Inflation is on the rise, but fans are paying for NBA, NFL, other sports tickets
Everyone is change their spending habits as prices rose at a rate not seen in four decades, make choices that benefit the experience. That means great demand for live sports.
“Demand to attend sports often ‘doesn’t respond to price changes’,” said Dennis Coates, a professor of sports economics at the University of Maryland, Baltimore. “Good times, bad times, high prices – it doesn’t change consumer behavior” around sports spending.
Now that pandemic restrictions are being eased, even as cases continue to rise in some places, people are looking for more ways to get out. “I think people want the premium experience, want to get out, and they’ve been pent-up for a few years now,” said Ari Emanuel, CEO of Ultimate Fighting Championship owner Effortsspeak recently on CNBC. “They want to live life a little bit.”
That was illustrated earlier this month, when ticket prices for upcoming NFL games in 2022 averaged $307 shortly after the release of the tournament’s fixtures, secondary market platform SeatGeek said. While that price is down from the $411 average when bought last year, it’s well above the $305 average in 2020, when attendance was limited due to Covid. The average in 2019, before the disease raged globally, was $258. Ticket prices reflect demand, and they often fluctuate throughout the season.

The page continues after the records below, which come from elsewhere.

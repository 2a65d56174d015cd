//! Connector handler: associations between classifiers.

use crate::config::ConvertConfig;
use crate::error::ConvertError;
use crate::model::entities::{Connector, ConnectorDirection};
use crate::model::registry::DataRegistry;
use crate::model::ModelObject;
use crate::rdf::namespaces::NamespaceRegistry;
use crate::rdf::vocab::{internal_id, standard, vm};
use crate::rdf::{Quad, QuadStore, Term};

use super::element::mint_entity_uri;
use super::entity_info::{add_entity_information, add_scope, require_value};
use super::tags::is_ignored;
use super::uri_registry::UriRegistry;
use super::ConverterHandler;

pub struct ConnectorConverterHandler<'a> {
    config: &'a ConvertConfig,
}

impl<'a> ConnectorConverterHandler<'a> {
    pub fn new(config: &'a ConvertConfig) -> Self {
        Self { config }
    }

    pub fn create_quads(
        &self,
        connector: &Connector,
        uris: &UriRegistry,
    ) -> Result<Vec<Quad>, ConvertError> {
        let assigned = uris
            .assigned_uri(connector.id())
            .ok_or_else(|| ConvertError::MissingUri {
                kind: "assigned",
                path: connector.path().to_string(),
            })?;

        let subject = internal_id(connector.stable_guid());
        let mut quads = vec![
            Quad::new(&subject, standard::RDF_TYPE, Term::named(vm::CONNECTOR)),
            Quad::new(&subject, vm::ASSIGNED_URI, Term::named(assigned.as_str())),
        ];

        add_entity_information(self.config, connector, &subject, &mut quads);

        let package_base = uris
            .package_base_uri(connector.package_id)
            .map(|u| u.as_str().to_string())
            .unwrap_or_else(|| uris.fallback_base_uri().as_str().to_string());
        add_scope(
            self.config,
            connector,
            &subject,
            &package_base,
            uris,
            &mut quads,
        );

        Ok(quads)
    }
}

impl ConverterHandler for ConnectorConverterHandler<'_> {
    fn name(&self) -> &'static str {
        "ConnectorConverterHandler"
    }

    /// Connectors are the one entity type with a native hidden flag,
    /// derived from diagram geometry before the pipeline runs.
    fn filter_hidden_objects(&self, model: &mut DataRegistry) -> Result<(), ConvertError> {
        model.connectors.retain(|c| !c.hidden);
        Ok(())
    }

    fn filter_ignored_objects(&self, model: &mut DataRegistry) -> Result<(), ConvertError> {
        model.connectors.retain(|c| !is_ignored(c));
        Ok(())
    }

    /// A connector whose diagram-derived direction is still unspecified
    /// after geometry resolution inherits its declared direction.
    fn normalize(&self, model: &mut DataRegistry) -> Result<(), ConvertError> {
        for connector in &mut model.connectors {
            if connector.diagram_direction == ConnectorDirection::Unspecified {
                connector.diagram_direction = connector.direction;
            }
        }
        Ok(())
    }

    fn assign_uris(
        &self,
        model: &DataRegistry,
        uris: &mut UriRegistry,
        namespaces: &mut NamespaceRegistry,
    ) -> Result<(), ConvertError> {
        for connector in &model.connectors {
            // A connector needs a name (or an explicit uri tag) to mint
            // a URI; in debug mode a nameless connector is skipped
            // instead of aborting the run.
            let has_uri_source = !connector.name().is_empty()
                || super::tags::single_tag_value(connector, crate::model::tags::TagRole::ExternalUri)
                    .is_some();
            let skip = require_value(
                self.config,
                has_uri_source,
                format!(
                    "connector ({}) has no name to derive a URI from",
                    connector.path()
                ),
            )?;
            if skip {
                continue;
            }

            let uri = mint_entity_uri(connector, connector.package_id, uris, namespaces)?;
            uris.set_assigned_uri(connector.id(), uri);
        }
        Ok(())
    }

    fn convert(
        &self,
        model: &DataRegistry,
        uris: &UriRegistry,
        store: &mut QuadStore,
    ) -> Result<(), ConvertError> {
        let target = model.target_diagram()?;
        for connector in model
            .connectors
            .iter()
            .filter(|c| target.connector_ids.contains(&c.id()))
        {
            // Skipped in assignment (debug mode) means skipped here too.
            if uris.assigned_uri(connector.id()).is_none() && connector.name().is_empty() {
                continue;
            }
            store.add_quads(self.create_quads(connector, uris)?);
        }
        Ok(())
    }
}
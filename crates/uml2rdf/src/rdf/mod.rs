//! Minimal RDF term and quad types plus the append-only output store.
//!
//! IRIs are plain strings throughout; handlers guarantee validity by
//! parsing URI-bearing inputs before any term is built.

pub mod namespaces;
pub mod vocab;

/// Object position of a quad: an IRI or a literal.
#[derive(Debug, Clone, PartialEq, Eq)]
pub enum Term {
    NamedNode(String),
    Literal {
        value: String,
        /// Language tag; mutually exclusive with `datatype`.
        language: Option<String>,
        datatype: Option<String>,
    },
}

impl Term {
    pub fn named(iri: impl Into<String>) -> Self {
        Term::NamedNode(iri.into())
    }

    /// A plain string literal.
    pub fn literal(value: impl Into<String>) -> Self {
        Term::Literal {
            value: value.into(),
            language: None,
            datatype: None,
        }
    }

    /// A language-tagged literal.
    pub fn lang_literal(value: impl Into<String>, language: impl Into<String>) -> Self {
        Term::Literal {
            value: value.into(),
            language: Some(language.into()),
            datatype: None,
        }
    }

    pub fn as_named(&self) -> Option<&str> {
        match self {
            Term::NamedNode(iri) => Some(iri),
            Term::Literal { .. } => None,
        }
    }

    pub fn literal_value(&self) -> Option<&str> {
        match self {
            Term::Literal { value, .. } => Some(value),
            Term::NamedNode(_) => None,
        }
    }

    pub fn language(&self) -> Option<&str> {
        match self {
            Term::Literal { language, .. } => language.as_deref(),
            Term::NamedNode(_) => None,
        }
    }
}

/// One output statement. `graph` is `None` for the default graph.
#[derive(Debug, Clone, PartialEq, Eq)]
pub struct Quad {
    pub subject: String,
    pub predicate: String,
    pub object: Term,
    pub graph: Option<String>,
}

impl Quad {
    pub fn new(subject: impl Into<String>, predicate: impl Into<String>, object: Term) -> Self {
        Self {
            subject: subject.into(),
            predicate: predicate.into(),
            object,
            graph: None,
        }
    }
}

/// Append-only quad accumulator shared by all handlers in a run.
#[derive(Debug, Default)]
pub struct QuadStore {
    quads: Vec<Quad>,
}

impl QuadStore {
    pub fn new() -> Self {
        Self::default()
    }

    pub fn add_quads(&mut self, quads: Vec<Quad>) {
        self.quads.extend(quads);
    }

    pub fn len(&self) -> usize {
        self.quads.len()
    }

    pub fn is_empty(&self) -> bool {
        self.quads.is_empty()
    }

    pub fn iter(&self) -> impl Iterator<Item = &Quad> {
        self.quads.iter()
    }

    /// All quads with the given subject, in insertion order.
    pub fn quads_for_subject<'a>(&'a self, subject: &'a str) -> impl Iterator<Item = &'a Quad> {
        self.quads.iter().filter(move |q| q.subject == subject)
    }

    /// All quads with the given predicate, in insertion order.
    pub fn quads_for_predicate<'a>(&'a self, predicate: &'a str) -> impl Iterator<Item = &'a Quad> {
        self.quads.iter().filter(move |q| q.predicate == predicate)
    }
}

As demand grows, teams and organizations are raising prices. Discount Menu for This Week’s PGA Championship showcase $18 beers. Spending per fan has increased for the NFL and the NBA in their most recent seasons, according to the Fan Cost Index produced by Team Marketing Report, a sports marketing firm in Chicago. The index calculates the cost of seats without gas, two beers, four cans of soft drink, two hot dogs, merchandise and parking costs, according to the company’s CEO, Chris Hartweg.
This spring, fans are preparing arenas for the NHL and NBA playoffs. Hugo Figueroa, 29, said he paid $1,200 for three tickets to a playoff game between the Boston Celtics and Brooklyn Nets.
“Work hard, play hard,” Figueroa told CNBC last month while standing inside the Nets fan shop at the Barclays Center in Brooklyn. He said he bought a beer at the game but “had eaten before I got here because I didn’t want to pay for the food.” Concessions are often marked higher at sports and entertainment venues than typical restaurants and food courts.
Figueroa says he works two jobs, so he can face rising prices. “I work so I can spend,” he said.
Sports fans shop at the Brooklyn Nets Fan store in Barclays Center.
Jabari Young | CNBC
According to Judd Cramer, a sports economist at Harvard University who served in President Barack Obama’s administration, consumer balance sheets are strong, underpinned in part by programs that support and former Covid stimulus payments.
“It looks like consumers have been able to deal with it,” Cramer said. “When I look back at history, we’ve had low inflation for a long time – but during the recession in the early 1980s, when GDP fell, spending on sports was really strong.”
If the ticket price is too high for some fans, “there will be someone else there” to buy the inventory, Cramer said.
Emily Ushko, 32, told CNBC she has “a little disposable income” and wants to spend it on sports. She said she paid more than $600 for two tickets to the Nets-Celtics playoff game last month.
“It’s a once-in-a-lifetime thing,” said Ushko. “You want to see these players live, get the feel of the audience and experience it.”
In this October 4, 2020 file photo is an empty Levi’s Stadium before an NFL football game.
Tony Avelar | AP
However, while consumers remain resilient in the face of explosive inflation, there are concerns that the US economy could tip into a recession, forcing some middle-class and working-class fans to come up with new ideas. tougher choices about spending.
“People can get a little hurt,” says Harvard’s Cramer.
Team Marketing Report’s Hartweg warns many consumers could end up “squeezing the brakes” if prices of essentials rise.
Figueroa, an NBA fan, said he “will reconsider going to” Barclays Center next season if inflation persists.
Still, there are fans that will keep coming, even as prices continue to rise and economic uncertainty increases. Philadelphia fan Kevin Washington, 58, and his wife, Tawana, 53, are Sixers season ticket holders for five years and don’t want to lose their seats.
“Never entered my mind,” Washington said. “You just need a little better budget. You still need some enjoyment. You need some time away from the realities of life.”
However, a recession has yet to materialize and it may not happen at all. Coates, a professor of sports economics, said it would take a “major disaster” with high unemployment to trigger another recession. The unemployment rate is 3.6%.
“If it’s a normal-size recession,” he said, “I think the majority of people would dismiss it.”